Georgia Lawyer Fined For Attempted Export of Armored Vehicles to Nigeria


Posted by at 6:05 pm on July 11, 2007
Category: BIS

Armored VehicleGeorgia lawyer Nyema E. Weli entered into a settlement agreement (link warning — see below) with the Bureau of Industry and Security (BIS) on June 27, 2007, arising out of allegations by BIS that he had attempted to export five armored vehicles to Nigeria in July 2005 in violation of section 764.2(c) of the Export Administration Regulations. Mr. Weli was also charged with violating section 764.2(i) for failing to keep records relating to the attempted export.

The alleged violations were not voluntarily disclosed to BIS, which is not surprising, since you have to imagine that someone tipped off BIS or Customs long before the armored vehicles made it to the border. After all, exporting armored vehicles is not something that can be easily concealed.

You might think that an attempted export of armored vehicles to a country where there is an armed insurrection in the Niger Delta, particularly where there wasn’t a voluntary disclosure, would result in a substantial fine. But you would be wrong.
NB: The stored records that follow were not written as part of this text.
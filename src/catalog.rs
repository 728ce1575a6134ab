//! Product catalog and its category/subcategory filter.

use std::collections::BTreeSet;

use crate::models::{Category, Product};

/// Multi-select filter over the catalog.
///
/// Within a dimension the selected values are OR-ed; the two dimensions are
/// AND-ed. An empty dimension does not filter.
#[derive(Debug, Clone, Default, PartialEq, Eq)]
pub struct CatalogFilter {
    categories: BTreeSet<String>,
    subcategories: BTreeSet<String>,
}

impl CatalogFilter {
    pub fn new() -> Self {
        Self::default()
    }

    pub fn with_selection<C, S>(categories: C, subcategories: S) -> Self
    where
        C: IntoIterator,
        C::Item: Into<String>,
        S: IntoIterator,
        S::Item: Into<String>,
    {
        Self {
            categories: categories.into_iter().map(Into::into).collect(),
            subcategories: subcategories.into_iter().map(Into::into).collect(),
        }
    }

    /// Select or deselect a category. Returns whether it is now selected.
    pub fn toggle_category(&mut self, id: &str) -> bool {
        toggle(&mut self.categories, id)
    }

    /// Select or deselect a subcategory. Returns whether it is now selected.
    pub fn toggle_subcategory(&mut self, id: &str) -> bool {
        toggle(&mut self.subcategories, id)
    }

    pub fn is_category_selected(&self, id: &str) -> bool {
        self.categories.contains(id)
    }

    pub fn is_subcategory_selected(&self, id: &str) -> bool {
        self.subcategories.contains(id)
    }

    pub fn clear(&mut self) {
        self.categories.clear();
        self.subcategories.clear();
    }

    pub fn is_empty(&self) -> bool {
        self.categories.is_empty() && self.subcategories.is_empty()
    }

    pub fn matches(&self, product: &Product) -> bool {
        let category_ok = self.categories.is_empty()
            || product
                .category_id
                .as_deref()
                .is_some_and(|id| self.categories.contains(id));

        let subcategory_ok = self.subcategories.is_empty()
            || product
                .subcategories
                .iter()
                .any(|sub| self.subcategories.contains(sub));

        category_ok && subcategory_ok
    }

    pub fn apply<'a>(&self, products: &'a [Product]) -> Vec<&'a Product> {
        products.iter().filter(|p| self.matches(p)).collect()
    }
}

fn toggle(set: &mut BTreeSet<String>, id: &str) -> bool {
    if set.remove(id) {
        false
    } else {
        set.insert(id.to_string());
        true
    }
}

/// Products and categories as fetched from the API.
#[derive(Debug, Clone, Default)]
pub struct Catalog {
    pub products: Vec<Product>,
    pub categories: Vec<Category>,
}

impl Catalog {
    pub fn new(products: Vec<Product>, categories: Vec<Category>) -> Self {
        Self { products, categories }
    }

    pub fn filtered(&self, filter: &CatalogFilter) -> Vec<&Product> {
        filter.apply(&self.products)
    }

    pub fn category_name(&self, id: &str) -> Option<&str> {
        self.categories
            .iter()
            .find(|c| c.id == id)
            .map(|c| c.name.as_str())
    }
}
Weli’s legal skills (that apparently failed him when he decided to get in the export business) came to his aid in the penalty proceedings and he somehow or other talked BIS down to the paltry sum of $2,500 as the agreed penalty. (Granted there is also a $30,000 kicker if he commits another export violation in the year following the settlement agreement or doesn’t pay the $2,500 penalty on time).
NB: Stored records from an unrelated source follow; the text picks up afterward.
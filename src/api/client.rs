use reqwest::{Client, RequestBuilder, StatusCode};
use serde::de::DeserializeOwned;
use tokio::sync::mpsc;

use super::{
    CheckoutResponse, DomainCheckResponse, Envelope, ErrorBody, LoginResponse, Navigation,
    PaymentStatusResponse,
};
use crate::config::Config;
use crate::error::{AppError, Result, map_upstream_error};
use crate::flows::{DomainLookup, PurchaseBackend};
use crate::models::{
    Category, CheckoutKind, Counts, CreateLicense, CreatePayment, LoginUser, PaymentSession,
    PaymentStatus, Product, ProvisionedLicense, RegisterUser, UpdateLicense, User,
};
use crate::payments::PaymentStatusSource;
use crate::session::Session;

/// Client for the storefront REST API.
///
/// Authenticated calls attach the session's bearer token. A 401 on any of them
/// purges the token and emits [`Navigation::Login`].
#[derive(Clone)]
pub struct ApiClient {
    client: Client,
    base_url: String,
    session: Session,
    navigation: Option<mpsc::UnboundedSender<Navigation>>,
}

impl ApiClient {
    pub fn new(config: &Config, session: Session) -> Result<Self> {
        let client = Client::builder()
            .timeout(config.http_timeout)
            .user_agent(concat!("pzstore/", env!("CARGO_PKG_VERSION")))
            .build()
            .map_err(|e| AppError::Internal(format!("Failed to build HTTP client: {}", e)))?;

        Ok(Self {
            client,
            base_url: config.api_url.clone(),
            session,
            navigation: None,
        })
    }

    /// Deliver navigation side effects (the `/login` redirect) to `tx`.
    pub fn with_navigation(mut self, tx: mpsc::UnboundedSender<Navigation>) -> Self {
        self.navigation = Some(tx);
        self
    }

    pub fn session(&self) -> &Session {
        &self.session
    }

    fn url(&self, path: &str) -> String {
        format!("{}{}", self.base_url, path)
    }

    fn force_login(&self) {
        self.session.clear_token();
        if let Some(tx) = &self.navigation {
            let _ = tx.send(Navigation::Login);
        }
    }

    fn authorized(&self, builder: RequestBuilder) -> Result<RequestBuilder> {
        match self.session.token() {
            Some(token) => Ok(builder.bearer_auth(token)),
            None => {
                tracing::debug!("No stored token, redirecting to login");
                self.force_login();
                Err(AppError::Unauthorized)
            }
        }
    }

    /// Send a request and decode its JSON body.
    ///
    /// `authenticated` marks calls whose 401 must end the session. `domain` is
    /// reported when the API rejects a duplicate license domain.
    async fn send<T: DeserializeOwned>(
        &self,
        builder: RequestBuilder,
        authenticated: bool,
        domain: Option<&str>,
    ) -> Result<T> {
        let response = builder.send().await?;
        let status = response.status();

        if !status.is_success() {
            let text = response.text().await.unwrap_or_default();
            let message = serde_json::from_str::<ErrorBody>(&text)
                .ok()
                .and_then(|b| b.message.or(b.error))
                .unwrap_or(text);

            if status == StatusCode::UNAUTHORIZED || status == StatusCode::FORBIDDEN {
                if !authenticated {
                    // Public endpoints (login) answer 401 for bad credentials
                    return Err(AppError::BadRequest(message));
                }
                tracing::info!("API rejected the session token, redirecting to login");
                self.force_login();
            } else {
                tracing::debug!(status = status.as_u16(), "API error: {}", message);
            }
            return Err(map_upstream_error(status.as_u16(), &message, domain));
        }

        response
            .json()
            .await
            .map_err(|e| AppError::Internal(format!("Failed to parse API response: {}", e)))
    }

    pub async fn register(&self, name: &str, email: &str, password: &str) -> Result<()> {
        let body = RegisterUser {
            name: name.to_string(),
            email: email.to_string(),
            password: password.to_string(),
        };
        let envelope: Envelope<serde_json::Value> = self
            .send(self.client.post(self.url("/users/register")).json(&body), false, None)
            .await?;
        envelope.into_ack()
    }

    /// Log in and keep the returned token in the session.
    pub async fn login(&self, email: &str, password: &str) -> Result<()> {
        let body = LoginUser {
            email: email.to_string(),
            password: password.to_string(),
        };
        let response: LoginResponse = self
            .send(self.client.post(self.url("/users/login")).json(&body), false, None)
            .await?;

        match (response.success, response.token) {
            (true, Some(token)) => {
                self.session.store_token(&token);
                tracing::info!("Logged in");
                Ok(())
            }
            _ => Err(AppError::BadRequest(
                response.message.unwrap_or_else(|| "Invalid credentials".into()),
            )),
        }
    }

    pub fn logout(&self) {
        self.session.clear_token();
    }

    pub async fn me(&self) -> Result<User> {
        let builder = self.authorized(self.client.get(self.url("/users/me")))?;
        let envelope: Envelope<User> = self.send(builder, true, None).await?;
        envelope.into_data()
    }

    pub async fn counts(&self) -> Result<Counts> {
        let builder = self.authorized(self.client.get(self.url("/users/counts")))?;
        let envelope: Envelope<Counts> = self.send(builder, true, None).await?;
        envelope.into_data()
    }

    pub async fn products(&self) -> Result<Vec<Product>> {
        let envelope: Envelope<Vec<Product>> = self
            .send(self.client.get(self.url("/products")), false, None)
            .await?;
        envelope.into_data()
    }

    pub async fn categories(&self) -> Result<Vec<Category>> {
        let envelope: Envelope<Vec<Category>> = self
            .send(self.client.get(self.url("/category")), false, None)
            .await?;
        envelope.into_data()
    }

    pub async fn check_domain(&self, domain: &str) -> Result<bool> {
        let response: DomainCheckResponse = self
            .send(
                self.client
                    .get(self.url("/launcher/check-domain"))
                    .query(&[("domain", domain)]),
                false,
                None,
            )
            .await?;
        Ok(response.exists)
    }

    pub async fn create_license(&self, request: &CreateLicense) -> Result<ProvisionedLicense> {
        let builder = self.authorized(self.client.post(self.url("/buy/license")).json(request))?;
        let envelope: Envelope<ProvisionedLicense> =
            self.send(builder, true, Some(&request.domain)).await?;
        let license = envelope.into_data()?;
        tracing::info!(domain = %request.domain, "License created");
        Ok(license)
    }

    /// Release a paid script to the buyer named by `session`.
    pub async fn buy_product(&self, session: &PaymentSession) -> Result<()> {
        let body = serde_json::json!({
            "userId": session.user_id,
            "productId": session.product_id,
        });
        let builder = self.authorized(self.client.post(self.url("/buy/product")).json(&body))?;
        let envelope: Envelope<serde_json::Value> = self.send(builder, true, None).await?;
        envelope.into_ack()
    }

    pub async fn update_license(&self, token: &str, update: &UpdateLicense) -> Result<()> {
        let path = format!("/launcher/{}", urlencoding::encode(token));
        let builder = self.authorized(self.client.put(self.url(&path)).json(update))?;
        let envelope: Envelope<serde_json::Value> =
            self.send(builder, true, Some(&update.domain)).await?;
        envelope.into_ack()
    }

    /// Create a gateway payment and return its `init_point` checkout URL.
    pub async fn create_payment(&self, kind: CheckoutKind, request: &CreatePayment) -> Result<String> {
        let builder = self.authorized(
            self.client
                .post(self.url(kind.create_endpoint()))
                .json(request),
        )?;
        let response: CheckoutResponse = self.send(builder, true, None).await?;

        if response.success == Some(false) {
            return Err(AppError::BadRequest(
                response.message.unwrap_or_else(|| "Payment could not be created".into()),
            ));
        }
        response
            .init_point
            .filter(|url| !url.is_empty())
            .ok_or_else(|| AppError::Internal("Payment response carried no init_point".into()))
    }

    pub async fn fetch_payment_status(&self, session: &PaymentSession) -> Result<PaymentStatus> {
        let response: PaymentStatusResponse = self
            .send(
                self.client
                    .get(self.url("/payment/payment-status"))
                    .query(&session.query_pairs()),
                false,
                None,
            )
            .await?;
        Ok(response.status)
    }

    /// Ask the API to confirm a returned payment. The API has already recorded
    /// the purchase through the gateway webhook by the time this succeeds.
    pub async fn confirm_purchase(&self, kind: CheckoutKind, session: &PaymentSession) -> Result<()> {
        let Some(endpoint) = kind.verify_endpoint() else {
            return Ok(());
        };
        let builder = self.authorized(
            self.client
                .get(self.url(endpoint))
                .query(&session.query_pairs()),
        )?;
        let envelope: Envelope<serde_json::Value> = self.send(builder, true, None).await?;
        envelope.into_ack()
    }
}

impl std::fmt::Debug for ApiClient {
    fn fmt(&self, f: &mut std::fmt::Formatter<'_>) -> std::fmt::Result {
        f.debug_struct("ApiClient")
            .field("base_url", &self.base_url)
            .field("session", &self.session)
            .finish()
    }
}

impl PaymentStatusSource for ApiClient {
    async fn payment_status(&self, session: &PaymentSession) -> Result<PaymentStatus> {
        self.fetch_payment_status(session).await
    }
}

impl DomainLookup for ApiClient {
    async fn domain_exists(&self, domain: &str) -> Result<bool> {
        self.check_domain(domain).await
    }
}

impl PurchaseBackend for ApiClient {
    async fn verify_purchase(&self, kind: CheckoutKind, session: &PaymentSession) -> Result<()> {
        self.confirm_purchase(kind, session).await
    }

    async fn record_purchase(&self, session: &PaymentSession) -> Result<()> {
        self.buy_product(session).await
    }

    async fn provision_license(&self, request: &CreateLicense) -> Result<ProvisionedLicense> {
        self.create_license(request).await
    }
}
So let’s recap the latest two enforcement actions by BIS. On the one hand, we have a company that voluntarily discloses exports of ceramic yarn in amounts too small to be of use in military or space applications which is fined $225,000. On the other hand, we have a lawyer who gets caught red-handed attempting to export armored vehicles to a country with an ongoing insurrection in its oil-producing regions and who is fined $2,500. What are we missing here?

(WARNING: The BIS file linked in this post, although only 11 pages, is extremely large. The lengthy download of the file may freeze or crash your browser.)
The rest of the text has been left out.